Beginning at the line that contains "role.as_str(), Utc::now(), self.validity);" and ending at the last line of the entries, write out each line exactly; include nothing outside that span.

THE RECORDS Block Start

use auth::Claims;
use auth::JwtError;
use auth::JwtHandler;
use chrono::Duration;
use chrono::Utc;

use crate::domain::auth::errors::TokenError;
use crate::domain::auth::models::Identity;
use crate::domain::auth::ports::TokenService;
use crate::user::models::Role;
use crate::user::models::Username;

/// HS256 JWT token service.
///
/// Owns the signing secret for the lifetime of the process. Rotating the secret
/// invalidates every outstanding token.
pub struct JwtTokenService {
    handler: JwtHandler,
    validity: Duration,
}

impl JwtTokenService {
    pub fn new(secret: &[u8], validity: Duration) -> Self {
        Self {
            handler: JwtHandler::new(secret),
            validity,
        }
    }

    /// Token service with the given validity window in hours.
    pub fn with_expiration_hours(secret: &[u8], expiration_hours: i64) -> Self {
        Self::new(secret, Duration::hours(expiration_hours))
    }
}

impl From<JwtError> for TokenError {
    fn from(err: JwtError) -> Self {
        match err {
            JwtError::EncodingFailed(reason) => TokenError::SigningFailed(reason),
            JwtError::Malformed(reason) | JwtError::InvalidToken(reason) => {
                TokenError::Malformed(reason)
            }
            JwtError::UnexpectedAlgorithm(alg) => TokenError::UnexpectedAlgorithm(alg),
            JwtError::InvalidSignature => TokenError::InvalidSignature,
            JwtError::TokenExpired => TokenError::Expired,
            JwtError::NotYetValid => TokenError::NotYetValid,
            JwtError::MissingClaim(claim) => TokenError::MissingClaim(claim),
        }
    }
}

impl TokenService for JwtTokenService {
    fn issue(&self, username: &Username, role: Role) -> Result<String, TokenError> {
        let claims = Claims::for_user(username.as_str(), role.as_str(), Utc::now(), self.validity);

        Ok(self.handler.encode(&claims)?)
    }

    fn validate(&self, token: &str) -> Result<Identity, TokenError> {
        let claims: Claims = self.handler.decode(token)?;

        let username = Username::new(claims.username)
            .map_err(|e| TokenError::InvalidClaim(format!("username: {}", e)))?;
        let role = claims
            .role
            .parse::<Role>()
            .map_err(|e| TokenError::InvalidClaim(format!("role: {}", e)))?;

        Ok(Identity::new(username, role))
    }
}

THE RECORDS Block End

◆ **YOUR RESPONSE**
        let claims = Claims::for_user(username.as_str(), role.as_str(), Utc::now(), self.validity);

        Ok(self.handler.encode(&claims)?)
    }

    fn validate(&self, token: &str) -> Result<Identity, TokenError> {
        let claims: Claims = self.handler.decode(token)?;

        let username = Username::new(claims.username)
            .map_err(|e| TokenError::InvalidClaim(format!("username: {}", e)))?;
        let role = claims
            .role
            .parse::<Role>()
            .map_err(|e| TokenError::InvalidClaim(format!("role: {}", e)))?;

        Ok(Identity::new(username, role))
    }
}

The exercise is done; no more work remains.